Abstract
BACKGROUND
Oxygen exposure during delivery room (DR) resuscitation, even when brief, is potentially toxic. A practice plan (PP) was introduced for very low birth weight (VLBW) infants < or = 1500 g as follows: initial FiO(2) from 0.21 to 1.0 using blenders, oxygen guided by oximetry to maintain saturation between 85% to 95% from birth.
OBJECTIVE
To determine whether the initiating FiO(2) could be safely lowered, and by doing so whether the number of infants with a PaO(2) >80 mm Hg could be minimized on admission, as well as lowering oxygen requirement at 24 h.
METHODS
In all, 53 infants admitted between June 2006 and June 2007 were evaluated and compared with 47 infants from 2004 managed with 100 % oxygen (historical comparison group (HC)).
RESULT
Stabilization/Resuscitation included intubation (n=28) and continuous positive airway pressure (CPAP) (n=25); no cardiopulmonary resuscitation (CPR).

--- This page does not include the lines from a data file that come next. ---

//! Blocking connection
//!
//! Drives one request/response exchange at a time over any `Read + Write`
//! stream.

use std::io::{ErrorKind, Read, Write};
use std::net::TcpStream;

use crate::config::ConnectionConfig;
use crate::error::{Result, SkyError};
use crate::protocol::{Pipeline, Query, QueryWriter, Response};

use super::buffer::ResponseWindow;

/// A blocking Skyhash connection
pub struct Connection<S = TcpStream> {
    /// Underlying byte stream
    stream: S,

    /// Unparsed response bytes
    window: ResponseWindow,

    /// Scratch space for each transport read
    read_chunk: Vec<u8>,

    /// Peer label for logging
    peer_addr: String,
}

impl Connection<TcpStream> {
    /// Open a TCP connection using the configured endpoint and socket options
    pub fn connect(config: &ConnectionConfig) -> Result<Self> {
        config.validate()?;

        let stream = TcpStream::connect(config.addr())?;
        stream.set_nodelay(config.nodelay)?;
        stream.set_read_timeout(config.read_timeout())?;
        stream.set_write_timeout(config.write_timeout())?;

        let peer_addr = stream
            .peer_addr()
            .map(|a| a.to_string())
            .unwrap_or_else(|_| config.addr());
        tracing::debug!("Connected to {}", peer_addr);

        let mut conn = Self::new(stream, config);
        conn.peer_addr = peer_addr;
        Ok(conn)
    }
}

impl<S: Read + Write> Connection<S> {
    /// Wrap an already-open stream
    pub fn new(stream: S, config: &ConnectionConfig) -> Self {
        Self {
            stream,
            window: ResponseWindow::with_capacity(config.buffer_capacity),
            read_chunk: vec![0u8; config.read_chunk_size.max(1)],
            peer_addr: config.addr(),
        }
    }

    /// Send a query and wait for its response
    ///
    /// After a `DataTypeParseError` or `UnknownDataType` the bad packet stays
    /// buffered; call [`Connection::discard_buffered`] before the next query.
    pub fn run_query(&mut self, query: &Query) -> Result<Response> {
        self.send(query)?;
        self.read_response()
    }

    /// Send a pipeline
    ///
    /// Multi-datagroup responses are not decoded; a following
    /// [`Connection::read_response`] reports `ParseError::Unsupported`.
    pub fn write_pipeline(&mut self, pipeline: &Pipeline) -> Result<()> {
        self.send(pipeline)
    }

    /// Read until one complete response is buffered
    ///
    /// A zero-byte read is escalated as [`SkyError::ConnectionReset`].
    pub fn read_response(&mut self) -> Result<Response> {
        // A previous read may already hold the next response
        if !self.window.is_empty() {
            if let Some(response) = self.window.try_take_response()? {
                return Ok(response);
            }
        }

        loop {
            let read = match self.stream.read(&mut self.read_chunk) {
                Ok(n) => n,
                Err(ref e) if e.kind() == ErrorKind::Interrupted => continue,
                Err(e) => {
                    tracing::warn!("Error reading from {}: {}", self.peer_addr, e);
                    return Err(e.into());
                }
            };

            if read == 0 {
                tracing::debug!("Connection reset by {}", self.peer_addr);
                return Err(SkyError::ConnectionReset);
            }

            self.window.extend(&self.read_chunk[..read]);
            tracing::trace!(
                read,
                buffered = self.window.len(),
                "Read from {}",
                self.peer_addr
            );

            if let Some(response) = self.window.try_take_response()? {
                return Ok(response);
            }
        }
    }

    fn send<Q: QueryWriter>(&mut self, packet: &Q) -> Result<()> {
        packet.write_to(&mut self.stream)?;
        tracing::trace!(bytes = packet.encoded_len(), "Wrote to {}", self.peer_addr);
        Ok(())
    }

    /// Bytes buffered but not yet consumed by a response
    pub fn buffered(&self) -> usize {
        self.window.len()
    }

    /// Drop every buffered byte
    ///
    /// Type errors (`DataTypeParseError`, `UnknownDataType`) keep the bad
    /// packet at the front of the window, so every later read fails the same
    /// way until the caller discards it.
    pub fn discard_buffered(&mut self) {
        tracing::debug!(
            discarded = self.window.len(),
            "Discarding buffered bytes from {}",
            self.peer_addr
        );
        self.window.clear();
    }

    /// Get the peer address string
    pub fn peer_addr(&self) -> &str {
        &self.peer_addr
    }

    pub fn get_ref(&self) -> &S {
        &self.stream
    }

    /// Unwrap the underlying stream, discarding buffered bytes
    pub fn into_inner(self) -> S {
        self.stream
    }
}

The heart rate increased rapidly in all cases. The initiating FiO(2) decreased from 0.42 to 0.28 over 12 months (P=0.00005); 14 (26%) were resuscitated with room air. Correspondingly, the pH increased from 7.24 to 7.30 (P=0.002) and PCO(2) decreased from 53 to 41 (P=0.001). A comparison of infants during the PP with the HC revealed that 36/53 versus 21/47 had an initial PaO(2) <80 mm Hg (P=0.02); the median PaO(2), that is, 64 versus 86 and saturation, that is, 95% versus 99% on admission were significantly lower. The median FiO(2) at 24 h was 0.25 versus 0.40.
CONCLUSION
DR resuscitation of VLBW infants can be initiated with less oxygen even with room air without concomitant overt morbidity. This change was associated with more infants with an initial PaO(2) <80 mm Hg and lower saturation values on admission as well as a lower FiO(2) requirement at 24 h.